It is estimated that 1 in 3 people will develop one of the many forms of cancer at some point in their lives. Early diagnosis is often crucial to their chances of surviving the disease and one of the most promising routes for early diagnosis and intervention is the measurement of key biomarkers in bodily fluids. It is these biomarkers that reveal the subtle changes in our physiology that can indicate the very early stages of cancer development and inform early interventions. The research community is constantly trying to discover new biomarkers of cancer in its earliest stages. Dr. Ginger Milne and her team in Nashville, Tennessee, USA are specialists in the measurement of a group of fatty acid derivatives called eicosanoids (and their metabolites) in a variety of matrices including blood and urine. Milne is a chemist working as a Research Associate Professor of Medicine and Pharmacology at Vanderbilt University Medical Center. Based within the School of Medicine, she has directed the Eicosanoid Core Laboratory for almost 14 years where she collaborates with and oversees the provision of analytical services to, researchers both within Vanderbilt University and across the globe. Using Waters Corporation equipment, the lab performs 16 validated, highly precise and sensitive mass spectrometry assays, several of which were developed by Milne’s team.
Prostaglandin metabolites in urine as biomarkers of cancer
Milne and her team are currently focused on measuring metabolites of eicosanoids in the urine of patient populations, and particularly those from prostaglandin E2 (PGE2). Milne explains why assessment of PGE2 levels in humans is important: “PGE2 is one of the most abundant eicosanoids produced in the body. This molecule regulates numerous physiological processes including gastric acid secretion (protects the lining of the stomach), blood vessel dilation and contraction, fever, and pain. However, production of PGE2 is increased during inflammation, particularly in certain cancers. In collaboration with users of our Core [the laboratory], a metabolite of PGE2 is used as a biomarker for looking at the risk of developing certain types of cancer, including those of the colon, breast, stomach, head and neck. We are looking at patient populations with increased levels of this biomarker.”
This is a challenging task because of the short half-life of PGE2 in the body – it has a half-life of just three and a half minutes in the bloodstream – and that is where its metabolites become key. Even then, the metabolites from urine become unstable after a couple of hours, but that’s just enough time for analysis with the right assay and the latest chromatographic and spectrometric techniques.

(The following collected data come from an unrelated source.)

//! Type erasure of expressions per (value, derivative) category.

use std::cell::RefCell;
use std::rc::Rc;

use log::warn;

use crate::expression::{Expr, Tangent};
use crate::graph::Graph;
use crate::node::NodeId;
use crate::value::{Derivative, Value};
use crate::variable_impl::VariableNode;

/// The expression contract behind a trait object, so any expression of a
/// category can be stored, shared and composed without naming its type.
pub trait Evaluator<V: Value, D: Derivative> {
    /// Cached value, computed on first use after a cache release.
    fn value(&self) -> Rc<V>;
    /// Cached tangent. Children must already hold their tangents.
    fn push_forward(&self) -> Tangent<D>;
    fn pull_back(&self, derivative: &D);
    fn transfer_children_to(&self, node: NodeId);
    /// Idempotent.
    fn release_cache(&self);
    fn is_constant(&self) -> bool;
}

/// Evaluator owning a one-off computation.
///
/// Holds at most one value and one tangent per pass, both freed by
/// [`Evaluator::release_cache`].
pub struct OperationEvaluator<E: Expr> {
    expression: E,
    value: RefCell<Option<Rc<E::Value>>>,
    derivative: RefCell<Option<Tangent<E::Derivative>>>,
}

impl<E: Expr> OperationEvaluator<E> {
    pub fn new(expression: E) -> Self {
        Self {
            expression,
            value: RefCell::new(None),
            derivative: RefCell::new(None),
        }
    }

    /// Whether a value is currently cached.
    pub fn is_cached(&self) -> bool {
        self.value.borrow().is_some()
    }
}

impl<E: Expr> Evaluator<E::Value, E::Derivative> for OperationEvaluator<E> {
    fn value(&self) -> Rc<E::Value> {
        let cached = self.value.borrow().clone();
        if let Some(value) = cached {
            return value;
        }
        let value = self.expression.value();
        *self.value.borrow_mut() = Some(value.clone());
        value
    }

    fn push_forward(&self) -> Tangent<E::Derivative> {
        let cached = self.derivative.borrow().clone();
        if let Some(tangent) = cached {
            return tangent;
        }
        let tangent = self.expression.push_forward();
        *self.derivative.borrow_mut() = Some(tangent.clone());
        tangent
    }

    fn pull_back(&self, derivative: &E::Derivative) {
        self.expression.pull_back(derivative);
    }

    fn transfer_children_to(&self, node: NodeId) {
        self.expression.transfer_children_to(node);
    }

    fn release_cache(&self) {
        self.value.borrow_mut().take();
        self.derivative.borrow_mut().take();
        self.expression.release_cache();
    }

    fn is_constant(&self) -> bool {
        self.expression.is_constant()
    }
}

/// Evaluator reading a variable's persistent state.
pub struct VariableEvaluator<V: Value, D: Derivative> {
    variable: VariableNode<V, D>,
}

impl<V: Value, D: Derivative> VariableEvaluator<V, D> {
    pub fn new(variable: VariableNode<V, D>) -> Self {
        Self { variable }
    }
}

impl<V: Value, D: Derivative> Evaluator<V, D> for VariableEvaluator<V, D> {
    fn value(&self) -> Rc<V> {
        self.variable.value()
    }

    fn push_forward(&self) -> Tangent<D> {
        self.variable.derivative()
    }

    fn pull_back(&self, derivative: &D) {
        self.variable.accumulate(derivative);
    }

    fn transfer_children_to(&self, node: NodeId) {
        let child = self.variable.id();
        if let Err(err) = Graph::with_mut(|g| g.add_child(node, child)) {
            warn!("cannot link {} under {}: {}", child, node, err);
        }
    }

    // The variable owns its cache across passes.
    fn release_cache(&self) {}

    fn is_constant(&self) -> bool {
        false
    }
}

#[cfg(test)]
mod tests {
    use super::*;
    use crate::expression::{Binary, Cwise, Literal, MulOp};

    #[test]
    fn operation_value_is_cached_until_released() {
        let x = VariableNode::<f64, f64>::new(2.0);
        let expr = Binary::<_, _, Cwise<MulOp>>::new(
            crate::wrapper::ExpressionWrapper::from_variable(x.clone()),
            Literal::<f64, f64>::new(3.0),
        );
        let evaluator = OperationEvaluator::new(expr);
        assert!(!evaluator.is_cached());
        assert_eq!(*evaluator.value(), 6.0);
        assert!(evaluator.is_cached());

        x.set_value(5.0);
        assert_eq!(*evaluator.value(), 6.0);
        evaluator.release_cache();
        evaluator.release_cache();
        assert!(!evaluator.is_cached());
        assert_eq!(*evaluator.value(), 15.0);
    }

    #[test]
    fn variable_evaluator_accumulates_into_variable() {
        let x = VariableNode::<f64, f64>::new(1.0);
        let evaluator = VariableEvaluator::new(x.clone());
        evaluator.pull_back(&2.0);
        evaluator.pull_back(&0.5);
        assert_eq!(x.derivative().as_deref(), Some(&2.5));
        assert_eq!(evaluator.push_forward().as_deref(), Some(&2.5));
    }
}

These new techniques have greatly expanded eicosanoid research as the limitations of older gas chromatography-mass spectrometry (GC-MS) techniques would have made such analyses impossible. As Milne observes: “It would take approximately one week to analyze ten samples, so it wasn’t exactly high-throughput. This timeline of sample preparation is particularly problematic when dealing with chemically unstable metabolites Projects were often dropped because of these complications.”
Next-generation liquid chromatography-mass spectrometry (LC-MS)
According to Milne, “it wasn’t until 2004 that a collaborator was able to synthesize a standard for this metabolite, because of its chemical instability. Once that was synthesized, our laboratory was able to develop an LC-MS method to quantify it. The preparation for LC-MS is much more straightforward; sample preparation is streamlined as fewer extraction and derivatization steps are required. The sample is therefore in a less processed state when you get it on to the MS.”
The Eicosanoid Core Laboratory now uses state-of-the-art instruments from Waters Corporation that utilize ultra performance liquid chromatography (UPLC). The lab features the ACQUITY UPLC I-Class PLUS system attached to a Xevo TQ-S Micro Triple Quadrupole Mass Spectrometer, which has transformed its ability to simultaneously measure very small quantities of a number of prostaglandins (and their metabolites) that are chemically very similar. Milne testifies to this: “The Waters technology, combining UPLC and MS, has allowed us the specificity and sensitivity that we need. Advances in UPLC and column packing have allowed for a better separation of metabolites, particularly between PGE2 and PGD2, which have the same molecular weight and so would otherwise interfere with one another."
Milne concludes: “Being able to do this in one analytical run, measuring multiple metabolites, is really helpful to investigators. Now we can take 1ml of urine and measure all this family of prostaglandins, rather than one at a time which would typically require 5-10ml of urine. It’s ideal for clinical trials."
Milne places her PGE2 work in the context of an overall vision: “Personalized medicine in the field of cancer is where we’re heading with prostaglandin metabolites. Not all patients who develop certain cancers have increased levels of PGE2. It’s only a subset of the population, and so we hope to use these biomarkers to identify patients at risk of developing these types of cancer. This will help identify patient cohorts for whom certain interventions might work, for example, giving aspirin, which inhibits prostaglandin formation.